Collected data:
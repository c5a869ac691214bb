use actix_web::web;
use actix_web::dev::HttpServiceFactory;
use citylook::config::{self, Config};
use crate::configrefs;

mod city;
pub mod notfound;
mod status;

pub const GET_CITY: &str = "get city";
pub const GET_STATUS: &str = "get status";

pub fn service<C>(cfg: &C) -> Result<impl HttpServiceFactory, String>
where
    C: Config + ?Sized,
{
    Ok(web::scope(&config::get_ref(cfg, &configrefs::SERVER_API_PATH)?)
        .service(web::resource("/status").name(GET_STATUS).get(status::get))
        .service(web::resource("/city").name(GET_CITY).get(city::get)))
}

#[cfg(test)]
mod tests {
    use std::collections::HashMap;
    use std::io::Write;
    use actix_web::{test, web, App};
    use actix_web::http::StatusCode;
    use citylook::config::{self, map::Entry, Config};
    use serde_json::json;
    use tempfile::NamedTempFile;
    use crate::server::State;

    const DATASET: &str = r#"[
        {"id": 1, "name": "Alpha", "population": 1000},
        {"id": 2, "name": "Beta", "population": 2000}
    ]"#;

    fn dataset_file(contents: &str) -> NamedTempFile {
        let mut file = NamedTempFile::new().unwrap();
        file.write_all(contents.as_bytes()).unwrap();
        file.flush().unwrap();
        file
    }

    fn section(entries: &[(&str, Entry)]) -> Entry {
        Entry::Section(entries.iter()
            .map(|(k, v)| ((*k).to_owned(), v.clone()))
            .collect())
    }

    /// Config with an in-memory engine and the given dataset source;
    /// the webserver keys all take their defaults.
    fn test_cfg(source: &str) -> Box<dyn Config> {
        Box::new(config::map::new(HashMap::from([
            ("db".to_owned(), section(&[
                ("duckdb", section(&[
                    ("db-path", Entry::Value(":memory:".to_owned())),
                    ("dataset-source", Entry::Value(source.to_owned())),
                ])),
            ])),
        ])))
    }

    macro_rules! test_app {
        ($source:expr) => {{
            let state = State::new(test_cfg($source)).unwrap();
            let cfg = test_cfg($source);
            test::init_service(
                App::new()
                    .app_data(web::Data::new(state))
                    .service(super::service(cfg.as_ref()).unwrap()),
            ).await
        }};
    }

    #[actix_web::test]
    async fn city_lookup_returns_matching_row() {
        let file = dataset_file(DATASET);
        let app = test_app!(file.path().to_str().unwrap());

        let req = test::TestRequest::get()
            .uri("/api/city?id=1").to_request();
        let rows: serde_json::Value =
            test::call_and_read_body_json(&app, req).await;
        assert_eq!(rows,
                   json!([{"id": 1, "name": "Alpha", "population": 1000}]));
    }

    #[actix_web::test]
    async fn city_lookup_absent_id_returns_empty_array() {
        let file = dataset_file(DATASET);
        let app = test_app!(file.path().to_str().unwrap());

        let req = test::TestRequest::get()
            .uri("/api/city?id=3").to_request();
        let rows: serde_json::Value =
            test::call_and_read_body_json(&app, req).await;
        assert_eq!(rows, json!([]));
    }

    #[actix_web::test]
    async fn city_lookup_rejects_non_numeric_id() {
        let file = dataset_file(DATASET);
        let app = test_app!(file.path().to_str().unwrap());

        let req = test::TestRequest::get()
            .uri("/api/city?id=abc").to_request();
        let resp = test::call_service(&app, req).await;
        assert_eq!(resp.status(), StatusCode::BAD_REQUEST);
    }

    #[actix_web::test]
    async fn status_reports_loaded_dataset() {
        let file = dataset_file(DATASET);
        let app = test_app!(file.path().to_str().unwrap());

        let req = test::TestRequest::get().uri("/api/status").to_request();
        let status: serde_json::Value =
            test::call_and_read_body_json(&app, req).await;
        assert_eq!(status,
                   json!({"dataset_loaded": true, "dataset_rows": 2}));
    }

    #[actix_web::test]
    async fn status_reports_not_loaded_on_failed_import() {
        let app = test_app!("/nonexistent/data.json");

        let req = test::TestRequest::get().uri("/api/status").to_request();
        let status: serde_json::Value =
            test::call_and_read_body_json(&app, req).await;
        assert_eq!(status,
                   json!({"dataset_loaded": false, "dataset_rows": 0}));
    }
}
use actix_web::error::{ErrorBadRequest, ErrorInternalServerError};
use actix_web::{web, Responder};
use serde::{Deserialize, Serialize};
use citylook::types::City;
use crate::server;

#[derive(Debug, Deserialize)]
pub struct Params {
    id: String,
}

#[derive(Debug, Serialize)]
pub struct Row {
    id: i64,
    name: String,
    population: i64,
}

impl From<City> for Row {
    fn from(city: City) -> Row {
        Row {
            id: city.id,
            name: city.name,
            population: city.population,
        }
    }
}

/// Look up all rows matching the `id` query parameter.
///
/// The identifier is validated here and passed to the engine as a
/// bound parameter; non-numeric input never reaches a statement.
pub async fn get(
    data: web::Data<server::State>,
    params: web::Query<Params>,
) -> actix_web::Result<impl Responder> {
    let id: i64 = params.id.trim().parse()
        .map_err(|_| ErrorBadRequest(
            format!("invalid city id: {}", params.id)))?;
    let rows = data.db
        .find_cities(id)
        .map_err(ErrorInternalServerError)?
        .into_iter()
        .map(Row::from)
        .collect::<Vec<_>>();
    Ok(web::Json(rows))
}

Exercise instructions
Every entry needs to be written out again, exactly as given.

Problem solution
repository c5a869ac691214bb
use actix_web::web;
use actix_web::dev::HttpServiceFactory;
use citylook::config::{self, Config};
use crate::configrefs;

mod city;
pub mod notfound;
mod status;

pub const GET_CITY: &str = "get city";
pub const GET_STATUS: &str = "get status";

pub fn service<C>(cfg: &C) -> Result<impl HttpServiceFactory, String>
where
    C: Config + ?Sized,
{
    Ok(web::scope(&config::get_ref(cfg, &configrefs::SERVER_API_PATH)?)
        .service(web::resource("/status").name(GET_STATUS).get(status::get))
        .service(web::resource("/city").name(GET_CITY).get(city::get)))
}

#[cfg(test)]
mod tests {
    use std::collections::HashMap;
    use std::io::Write;
    use actix_web::{test, web, App};
    use actix_web::http::StatusCode;
    use citylook::config::{self, map::Entry, Config};
    use serde_json::json;
    use tempfile::NamedTempFile;
    use crate::server::State;

    const DATASET: &str = r#"[
        {"id": 1, "name": "Alpha", "population": 1000},
        {"id": 2, "name": "Beta", "population": 2000}
    ]"#;

    fn dataset_file(contents: &str) -> NamedTempFile {
        let mut file = NamedTempFile::new().unwrap();
        file.write_all(contents.as_bytes()).unwrap();
        file.flush().unwrap();
        file
    }

    fn section(entries: &[(&str, Entry)]) -> Entry {
        Entry::Section(entries.iter()
            .map(|(k, v)| ((*k).to_owned(), v.clone()))
            .collect())
    }

    /// Config with an in-memory engine and the given dataset source;
    /// the webserver keys all take their defaults.
    fn test_cfg(source: &str) -> Box<dyn Config> {
        Box::new(config::map::new(HashMap::from([
            ("db".to_owned(), section(&[
                ("duckdb", section(&[
                    ("db-path", Entry::Value(":memory:".to_owned())),
                    ("dataset-source", Entry::Value(source.to_owned())),
                ])),
            ])),
        ])))
    }

    macro_rules! test_app {
        ($source:expr) => {{
            let state = State::new(test_cfg($source)).unwrap();
            let cfg = test_cfg($source);
            test::init_service(
                App::new()
                    .app_data(web::Data::new(state))
                    .service(super::service(cfg.as_ref()).unwrap()),
            ).await
        }};
    }

    #[actix_web::test]
    async fn city_lookup_returns_matching_row() {
        let file = dataset_file(DATASET);
        let app = test_app!(file.path().to_str().unwrap());

        let req = test::TestRequest::get()
            .uri("/api/city?id=1").to_request();
        let rows: serde_json::Value =
            test::call_and_read_body_json(&app, req).await;
        assert_eq!(rows,
                   json!([{"id": 1, "name": "Alpha", "population": 1000}]));
    }

    #[actix_web::test]
    async fn city_lookup_absent_id_returns_empty_array() {
        let file = dataset_file(DATASET);
        let app = test_app!(file.path().to_str().unwrap());

        let req = test::TestRequest::get()
            .uri("/api/city?id=3").to_request();
        let rows: serde_json::Value =
            test::call_and_read_body_json(&app, req).await;
        assert_eq!(rows, json!([]));
    }

    #[actix_web::test]
    async fn city_lookup_rejects_non_numeric_id() {
        let file = dataset_file(DATASET);
        let app = test_app!(file.path().to_str().unwrap());

        let req = test::TestRequest::get()
            .uri("/api/city?id=abc").to_request();
        let resp = test::call_service(&app, req).await;
        assert_eq!(resp.status(), StatusCode::BAD_REQUEST);
    }

    #[actix_web::test]
    async fn status_reports_loaded_dataset() {
        let file = dataset_file(DATASET);
        let app = test_app!(file.path().to_str().unwrap());

        let req = test::TestRequest::get().uri("/api/status").to_request();
        let status: serde_json::Value =
            test::call_and_read_body_json(&app, req).await;
        assert_eq!(status,
                   json!({"dataset_loaded": true, "dataset_rows": 2}));
    }

    #[actix_web::test]
    async fn status_reports_not_loaded_on_failed_import() {
        let app = test_app!("/nonexistent/data.json");

        let req = test::TestRequest::get().uri("/api/status").to_request();
        let status: serde_json::Value =
            test::call_and_read_body_json(&app, req).await;
        assert_eq!(status,
                   json!({"dataset_loaded": false, "dataset_rows": 0}));
    }
}
use actix_web::error::{ErrorBadRequest, ErrorInternalServerError};
use actix_web::{web, Responder};
use serde::{Deserialize, Serialize};
use citylook::types::City;
use crate::server;

#[derive(Debug, Deserialize)]
pub struct Params {
    id: String,
}

#[derive(Debug, Serialize)]
pub struct Row {
    id: i64,
    name: String,
    population: i64,
}

impl From<City> for Row {
    fn from(city: City) -> Row {
        Row {
            id: city.id,
            name: city.name,
            population: city.population,
        }
    }
}

/// Look up all rows matching the `id` query parameter.
///
/// The identifier is validated here and passed to the engine as a
/// bound parameter; non-numeric input never reaches a statement.
pub async fn get(
    data: web::Data<server::State>,
    params: web::Query<Params>,
) -> actix_web::Result<impl Responder> {
    let id: i64 = params.id.trim().parse()
        .map_err(|_| ErrorBadRequest(
            format!("invalid city id: {}", params.id)))?;
    let rows = data.db
        .find_cities(id)
        .map_err(ErrorInternalServerError)?
        .into_iter()
        .map(Row::from)
        .collect::<Vec<_>>();
    Ok(web::Json(rows))
}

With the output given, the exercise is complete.